//! Typed field values and their JSON conversions.
//!
//! Record payloads arrive as JSON objects keyed by field name. Each value is
//! checked against the field's declared type before anything touches
//! storage; a payload that fails conversion never produces a partial write.

use std::fmt;
use std::sync::LazyLock;

use chrono::{DateTime, NaiveDate, SecondsFormat, Utc};
use regex::Regex;
use serde::Serialize;
use serde_json::Value as JsonValue;

use super::field::FieldType;

/// Builds a lazily-compiled regex from a literal pattern.
macro_rules! lazy_regex {
    ($pattern:expr) => {
        LazyLock::new(|| Regex::new($pattern).unwrap_or_else(|_| unreachable!()))
    };
}

static EMAIL_PATTERN: LazyLock<Regex> =
    lazy_regex!(r"^[A-Za-z0-9._%+-]+@[A-Za-z0-9.-]+\.[A-Za-z]{2,}$");

/// A validated value held by a record field.
///
/// All three text field types share the [`FieldValue::Text`] variant; the
/// distinction between them lives in validation, not representation.
#[derive(Debug, Clone, PartialEq, Serialize)]
#[serde(untagged)]
pub enum FieldValue {
    /// Value of a text or email field.
    Text(String),
    /// Value of a number field. Always finite.
    Number(f64),
    /// Value of a boolean field.
    Boolean(bool),
    /// Value of a date field.
    Date(NaiveDate),
    /// Value of a datetime field, normalized to UTC.
    DateTime(DateTime<Utc>),
}

impl FieldValue {
    /// Converts a JSON value into a typed field value.
    ///
    /// Returns a human-readable reason on failure. JSON `null` is never
    /// accepted here; callers decide what absence means.
    pub fn from_json(field_type: FieldType, value: &JsonValue) -> Result<Self, String> {
        match field_type {
            FieldType::SingleLineText | FieldType::MultiLineText | FieldType::Email => {
                let text = value
                    .as_str()
                    .ok_or_else(|| format!("expected a string, got {}", json_kind(value)))?;
                validate_text(field_type, text)?;
                Ok(Self::Text(text.to_string()))
            }
            FieldType::Number => {
                let number = value
                    .as_f64()
                    .ok_or_else(|| format!("expected a number, got {}", json_kind(value)))?;
                if !number.is_finite() {
                    return Err("must be a finite number".to_string());
                }
                Ok(Self::Number(number))
            }
            FieldType::Boolean => value
                .as_bool()
                .map(Self::Boolean)
                .ok_or_else(|| format!("expected a boolean, got {}", json_kind(value))),
            FieldType::Date => {
                let text = value
                    .as_str()
                    .ok_or_else(|| format!("expected a string, got {}", json_kind(value)))?;
                NaiveDate::parse_from_str(text, "%Y-%m-%d")
                    .map(Self::Date)
                    .map_err(|_| format!("expected a date in YYYY-MM-DD format, got '{text}'"))
            }
            FieldType::DateTime => {
                let text = value
                    .as_str()
                    .ok_or_else(|| format!("expected a string, got {}", json_kind(value)))?;
                DateTime::parse_from_rfc3339(text)
                    .map(|dt| Self::DateTime(dt.with_timezone(&Utc)))
                    .map_err(|_| format!("expected an RFC 3339 timestamp, got '{text}'"))
            }
        }
    }
}

impl fmt::Display for FieldValue {
    fn fmt(&self, f: &mut fmt::Formatter<'_>) -> fmt::Result {
        match self {
            Self::Text(s) => f.write_str(s),
            Self::Number(n) => write!(f, "{n}"),
            Self::Boolean(b) => write!(f, "{b}"),
            Self::Date(d) => write!(f, "{}", d.format("%Y-%m-%d")),
            Self::DateTime(dt) => {
                write!(f, "{}", dt.to_rfc3339_opts(SecondsFormat::Micros, true))
            }
        }
    }
}

/// Checks a text value against the constraints of a text field type.
///
/// Single-line text rejects line breaks; email additionally requires an
/// address shape. Multi-line text accepts anything.
pub fn validate_text(field_type: FieldType, text: &str) -> Result<(), String> {
    match field_type {
        FieldType::SingleLineText => {
            if text.contains('\n') || text.contains('\r') {
                return Err("must not contain line breaks".to_string());
            }
            Ok(())
        }
        FieldType::Email => {
            if !is_valid_email(text) {
                return Err(format!("'{text}' is not a valid email address"));
            }
            Ok(())
        }
        FieldType::MultiLineText => Ok(()),
        other => Err(format!("{other} is not a text type")),
    }
}

/// Returns true when the string looks like an email address.
#[must_use]
pub fn is_valid_email(text: &str) -> bool {
    EMAIL_PATTERN.is_match(text)
}

fn json_kind(value: &JsonValue) -> &'static str {
    match value {
        JsonValue::Null => "null",
        JsonValue::Bool(_) => "a boolean",
        JsonValue::Number(_) => "a number",
        JsonValue::String(_) => "a string",
        JsonValue::Array(_) => "an array",
        JsonValue::Object(_) => "an object",
    }
}

#[cfg(test)]
mod tests {
    use super::*;
    use serde_json::json;
    use test_case::test_case;

    #[test]
    fn test_text_conversion() {
        let value = FieldValue::from_json(FieldType::SingleLineText, &json!("hello")).unwrap();
        assert_eq!(value, FieldValue::Text("hello".to_string()));

        let err = FieldValue::from_json(FieldType::SingleLineText, &json!("one\ntwo"));
        assert!(err.is_err());

        let multi = FieldValue::from_json(FieldType::MultiLineText, &json!("one\ntwo")).unwrap();
        assert_eq!(multi, FieldValue::Text("one\ntwo".to_string()));
    }

    #[test_case(json!(42) => matches Ok(FieldValue::Number(_)); "integer")]
    #[test_case(json!(12.5) => matches Ok(FieldValue::Number(_)); "fraction")]
    #[test_case(json!(-0.001) => matches Ok(FieldValue::Number(_)); "negative")]
    #[test_case(json!("12.5") => matches Err(_); "string rejected")]
    #[test_case(json!(true) => matches Err(_); "boolean rejected")]
    #[test_case(json!([1]) => matches Err(_); "array rejected")]
    fn test_number_conversion(value: JsonValue) -> Result<FieldValue, String> {
        FieldValue::from_json(FieldType::Number, &value)
    }

    #[test]
    fn test_number_value_is_preserved() {
        let value = FieldValue::from_json(FieldType::Number, &json!(42)).unwrap();
        assert_eq!(value, FieldValue::Number(42.0));
    }

    #[test]
    fn test_boolean_conversion() {
        assert_eq!(
            FieldValue::from_json(FieldType::Boolean, &json!(false)).unwrap(),
            FieldValue::Boolean(false)
        );
        assert!(FieldValue::from_json(FieldType::Boolean, &json!(1)).is_err());
    }

    #[test]
    fn test_date_conversion() {
        let value = FieldValue::from_json(FieldType::Date, &json!("2025-03-14")).unwrap();
        assert_eq!(value.to_string(), "2025-03-14");

        assert!(FieldValue::from_json(FieldType::Date, &json!("14/03/2025")).is_err());
        assert!(FieldValue::from_json(FieldType::Date, &json!("2025-02-30")).is_err());
    }

    #[test]
    fn test_datetime_normalizes_to_utc() {
        let value =
            FieldValue::from_json(FieldType::DateTime, &json!("2025-03-14T12:00:00+02:00"))
                .unwrap();
        assert_eq!(value.to_string(), "2025-03-14T10:00:00.000000Z");

        assert!(FieldValue::from_json(FieldType::DateTime, &json!("2025-03-14")).is_err());
    }

    #[test]
    fn test_null_is_rejected() {
        for field_type in FieldType::ALL {
            assert!(FieldValue::from_json(field_type, &JsonValue::Null).is_err());
        }
    }

    #[test_case("user@example.com", true)]
    #[test_case("first.last+tag@sub.domain.org", true)]
    #[test_case("no-at-sign", false)]
    #[test_case("user@", false)]
    #[test_case("user@domain", false)]
    #[test_case("user@domain.c", false)]
    #[test_case("", false)]
    fn test_email_validation(input: &str, valid: bool) {
        assert_eq!(is_valid_email(input), valid);
        assert_eq!(
            FieldValue::from_json(FieldType::Email, &json!(input)).is_ok(),
            valid
        );
    }

    #[test]
    fn test_serializes_untagged() {
        assert_eq!(
            serde_json::to_value(FieldValue::Text("a".to_string())).unwrap(),
            json!("a")
        );
        assert_eq!(
            serde_json::to_value(FieldValue::Number(2.5)).unwrap(),
            json!(2.5)
        );
        assert_eq!(
            serde_json::to_value(FieldValue::Boolean(true)).unwrap(),
            json!(true)
        );
        assert_eq!(
            serde_json::to_value(FieldValue::Date(
                NaiveDate::from_ymd_opt(2025, 3, 14).unwrap()
            ))
            .unwrap(),
            json!("2025-03-14")
        );
    }
}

-----

**Problem to solve**
Every line above in which the word "address" is present must be copied into the answer.

**Answer area**
/// address shape. Multi-line text accepts anything.
                return Err(format!("'{text}' is not a valid email address"));
/// Returns true when the string looks like an email address.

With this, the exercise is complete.